A business opening in spring 2018 will create about 70 to 80 jobs, with employees drawn as much as possible from the Chesterton area, says Jonathon Restum, vice president of marketing at StoryPoint, a senior living facility. New job levels will range from executive to maintenance to part-time servers.

StoryPoint, with mulitple locations, chose Chesterton to offer a variety of options for seniors there: 120 units for independent living and 62 units for enhanced living, on one campus. Each provides independent living in apartments, with services geared to the level of support needed by individuals.

Independent living provides the privacy of an apartment home without having to deal with housecleaning and maintenance. Seniors are involved in the community and can have a carport for their own car.

Enhanced living offers all the features of independent living plus optional custom personal care plans that can include assistance with medication reminders, mobility, personal styling, and many more options.

Included for all residents are:

  • Van and shuttle bus transportation
  • Chef-prepared dinners
  • Daily activities
  • Housekeeping services
  • Apartment maintenance
  • 24-hour response system

“We're a privately owned company, loyal to the seniors we serve,” says Restum. “It's an honor to serve them, their families and the community.”

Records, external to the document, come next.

//! Kinesis client capability and registry lookup.
//!
//! Provides the seam between configuration resolution and whatever
//! constructs real service clients. Resolution only ever needs to
//! identify and hold a client, never to call it.

use std::fmt;
use std::sync::Arc;

use serde::{Serialize, Serializer};

/// A pre-built client capable of performing Kinesis stream operations.
pub trait KinesisClient: Send + Sync {
    /// Stable identifier used in diagnostics and rendered output.
    fn id(&self) -> &str;

    /// Region the client was built for, if known.
    fn region(&self) -> Option<&str> {
        None
    }
}

/// Shared, immutable reference to a registered [`KinesisClient`].
///
/// Two handles are equal when they point at the same client instance.
#[derive(Clone)]
pub struct ClientHandle(Arc<dyn KinesisClient>);

impl ClientHandle {
    pub fn new(client: impl KinesisClient + 'static) -> Self {
        Self(Arc::new(client))
    }

    pub fn from_arc(client: Arc<dyn KinesisClient>) -> Self {
        Self(client)
    }

    pub fn id(&self) -> &str {
        self.0.id()
    }

    pub fn region(&self) -> Option<&str> {
        self.0.region()
    }

    fn addr(&self) -> *const () {
        Arc::as_ptr(&self.0) as *const ()
    }
}

impl PartialEq for ClientHandle {
    fn eq(&self, other: &Self) -> bool {
        self.addr() == other.addr()
    }
}

impl Eq for ClientHandle {}

impl fmt::Debug for ClientHandle {
    fn fmt(&self, f: &mut fmt::Formatter<'_>) -> fmt::Result {
        f.debug_tuple("ClientHandle").field(&self.id()).finish()
    }
}

impl Serialize for ClientHandle {
    fn serialize<S: Serializer>(&self, serializer: S) -> Result<S::Ok, S::Error> {
        serializer.serialize_str(self.id())
    }
}

/// Outcome of asking a registry for the single Kinesis client to use.
#[derive(Debug, Clone, PartialEq, Eq)]
pub enum RegistryMatch {
    /// Nothing registered.
    None,
    /// Exactly one client registered.
    Unique(ClientHandle),
    /// More than one distinct client registered; none is selected.
    Ambiguous(usize),
}

impl RegistryMatch {
    /// Apply the "exactly one match wins" rule to a candidate list.
    ///
    /// Candidates are a set: the same instance registered twice counts once.
    pub fn from_candidates(candidates: Vec<ClientHandle>) -> Self {
        let mut distinct: Vec<ClientHandle> = Vec::with_capacity(candidates.len());
        for candidate in candidates {
            if !distinct.contains(&candidate) {
                distinct.push(candidate);
            }
        }
        match distinct.len() {
            0 => RegistryMatch::None,
            1 => RegistryMatch::Unique(distinct.remove(0)),
            n => RegistryMatch::Ambiguous(n),
        }
    }

    pub fn into_unique(self) -> Option<ClientHandle> {
        match self {
            RegistryMatch::Unique(handle) => Some(handle),
            RegistryMatch::None | RegistryMatch::Ambiguous(_) => None,
        }
    }
}

/// Discovery of pre-registered Kinesis clients.
///
/// Lookups are expected to be cheap and free of side effects; a resolver
/// may call `find_clients` once per endpoint it builds.
pub trait ClientRegistry: Send + Sync {
    /// Every registered client of the Kinesis capability.
    fn find_clients(&self) -> Vec<ClientHandle>;

    fn select(&self) -> RegistryMatch {
        RegistryMatch::from_candidates(self.find_clients())
    }
}

impl<F> ClientRegistry for F
where
    F: Fn() -> Vec<ClientHandle> + Send + Sync,
{
    fn find_clients(&self) -> Vec<ClientHandle> {
        self()
    }
}

/// In-memory registry holding a fixed list of clients.
#[derive(Debug, Clone, Default)]
pub struct StaticRegistry {
    clients: Vec<ClientHandle>,
}

impl StaticRegistry {
    pub fn new(clients: impl IntoIterator<Item = ClientHandle>) -> Self {
        Self {
            clients: clients.into_iter().collect(),
        }
    }

    pub fn register(&mut self, client: ClientHandle) {
        self.clients.push(client);
    }

    pub fn len(&self) -> usize {
        self.clients.len()
    }

    pub fn is_empty(&self) -> bool {
        self.clients.is_empty()
    }
}

impl ClientRegistry for StaticRegistry {
    fn find_clients(&self) -> Vec<ClientHandle> {
        self.clients.clone()
    }
}

/// A client known only by name, for registries populated from the CLI
/// or from tests.
#[derive(Debug, Clone, PartialEq, Eq)]
pub struct NamedClient {
    id: String,
    region: Option<String>,
}

impl NamedClient {
    pub fn new(id: impl Into<String>) -> Self {
        Self {
            id: id.into(),
            region: None,
        }
    }

    pub fn with_region(mut self, region: impl Into<String>) -> Self {
        self.region = Some(region.into());
        self
    }
}

impl KinesisClient for NamedClient {
    fn id(&self) -> &str {
        &self.id
    }

    fn region(&self) -> Option<&str> {
        self.region.as_deref()
    }
}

If StoryPoint's wellness team identifies a resident's needs for greater care, StoryPoint offers help to ease the transition to another facility by letting families know of area facilities other families have been very happy with.

"At StoryPoint we have a theme throughout: Making it so every little moment can shine, not just the special events. We identify potential employees whose purpose is to serve. It's an incredible opportunity to be a part of an organization that gets to do what we do,” says Restum.

Chesterton Parks

Chesterton boasts a total of 10 parks in its parks and recreation system, which is adding five new attractions and upgrades, says Hillary Thomas-Peterson, Chesterton Parks & Recreation administrator.

  • Chesterton Park at the corner of 5th Street and Porter Avenue has two projects: a new Splash Pad and a new toddler playground.
  • Dogwood Park on 23rd Street also has two projects: bathrooms and a new playground.
  • Olde Towne Park in the Olde Towne Park subdivision will have a new playground.

“We want people to enjoy our parks (even more),” says Thomas-Peterson.

Costs for the projects are still being acquired throughout the installation process, she says, funded by a $2 million bond received in 2016. Expenditures so far have totaled $763,502.